Aunque descarta la música dance con un simple encogimiento
de hombros, la neoyorquina LCD Soundsystem lo impulsaría,
razona el Doctor, a reconsiderarlo. De la misma manera, Bob Marley
y Wailers´s Catch a Fire sería el perfecto arreglo
de reggae para un amante de las guitarras. Finalmente, a la luz
de su aversión por el hip hop, los Beastie Boys y Ice-T fueron
agregados a la mezcla junto a un puñado de innovadoras canciones
de jazz, destacándose Bitches Brew del siempre más-allá-de-los-límites
Miles Davis.
¿Curado?
Para sorpresa del paciente, disfrutó Pentangle e Incredible
String Band, especialmente la reciente Worlds They Rise and Fall.
“Normalmente, cuando oigo este tipo de música, quiero
darle un golpe a la persona involucrado, pero en esta ocasión
no tuve tal deseo. De hecho, definitivamente compraría uno
de sus álbumes”. Reserva su mayor elogio, sin embargo
para Talking Heads (“realmente geniales”) y Dead Kennedys,
cuyo cantante, Jello Biafra, está lleno de “furia real,
lo que los hace particularmente atractivos”.
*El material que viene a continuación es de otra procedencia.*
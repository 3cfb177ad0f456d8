//! Engine lifecycle state machine.
//!
//! `Init → NotHomed ⇄ Homing → Ready ⇄ Moving`. Any state goes to `Error`
//! on a fault and to `EmergencyStop` on an emergency command; both are left
//! only through a successful homing run.

use skull_common::control::status::SystemState;

/// Events that drive the engine state machine.
#[derive(Debug, Clone, Copy, PartialEq, Eq)]
pub enum EngineEvent {
    /// First tick ran.
    Boot,
    StartHoming,
    HomingComplete,
    HomingFailed,
    /// Homing interrupted by `Stop` or `Disable`.
    HomingCancelled,
    StartMotion,
    MotionSettled,
    /// Limit switch, drive alarm or following error.
    Fault,
    EmergencyStop,
}

/// Result of a transition attempt.
#[derive(Debug, Clone, PartialEq, Eq)]
pub enum EngineTransition {
    Ok(SystemState),
    Rejected(&'static str),
}

#[derive(Debug, Clone)]
pub struct EngineStateMachine {
    state: SystemState,
    homed: bool,
}

impl EngineStateMachine {
    pub const fn new() -> Self {
        Self {
            state: SystemState::Init,
            homed: false,
        }
    }

    #[inline]
    pub const fn state(&self) -> SystemState {
        self.state
    }

    /// A homing run has completed and no fault has occurred since.
    #[inline]
    pub const fn is_homed(&self) -> bool {
        self.homed
    }

    #[inline]
    pub const fn is_moving(&self) -> bool {
        matches!(self.state, SystemState::Moving | SystemState::Homing)
    }

    pub fn handle_event(&mut self, event: EngineEvent) -> EngineTransition {
        use EngineEvent as E;
        use SystemState as S;

        let next = match (self.state, event) {
            (S::Init, E::Boot) => S::NotHomed,

            (S::Homing, E::StartHoming) => {
                return EngineTransition::Rejected("homing already active");
            }
            // Home is accepted everywhere else, including Error and EmergencyStop.
            (_, E::StartHoming) => {
                self.homed = false;
                S::Homing
            }
            (S::Homing, E::HomingComplete) => {
                self.homed = true;
                S::Ready
            }
            (S::Homing, E::HomingFailed) => S::Error,
            (S::Homing, E::HomingCancelled) => S::NotHomed,

            (S::Error | S::EmergencyStop, E::StartMotion) => {
                return EngineTransition::Rejected("faulted: home required");
            }
            (S::Homing, E::StartMotion) => {
                return EngineTransition::Rejected("homing in progress");
            }
            (S::NotHomed | S::Ready | S::Moving, E::StartMotion) => S::Moving,
            (S::Moving, E::MotionSettled) => {
                if self.homed {
                    S::Ready
                } else {
                    S::NotHomed
                }
            }

            (S::EmergencyStop, E::Fault) => {
                return EngineTransition::Rejected("emergency stop latched");
            }
            (_, E::Fault) => {
                self.homed = false;
                S::Error
            }
            (_, E::EmergencyStop) => {
                self.homed = false;
                S::EmergencyStop
            }

            _ => return EngineTransition::Rejected("invalid transition"),
        };

        self.state = next;
        EngineTransition::Ok(next)
    }
}

impl Default for EngineStateMachine {
    fn default() -> Self {
        Self::new()
    }
}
También le gustó el álbum Babyshambles, cosa
que no sorprende, por sus “momentos de rara belleza”
pero lamenta el hecho de que la sociedad de Doherty con Carl Barat
no sea parte del libertino montaje del punk: “Fueron el equipo
de compositores británicos de la última década”.
Respecto a la “banda con el loco y azotador arte” Test
Icicles, le gustó la parte de Boa vs Pitón “donde
el cantante se vuelve loco”. A Nirvana no le fue tan bien,
al igual que a Magazine (“no tan buena como los Buzzcocks”),
mientras la voz de Shaun Ryders mató a los Happy Mondays:
“el hecho de que sea tan plana me irritó”.
El paciente obtuvo poco placer de las canciones de jazz, aunque
una de las canciones de Bob Marley, 400 años, “tiene
cierta cualidad embrujadora” y los Beasties fueron “increíblemente
listos”. Mejor aún, el paciente pensó, fue LCD
Soundsystem cuyo “sarcástico” Losisn My Edge,
evoca a Modern Lovers, “lo que creo genial”.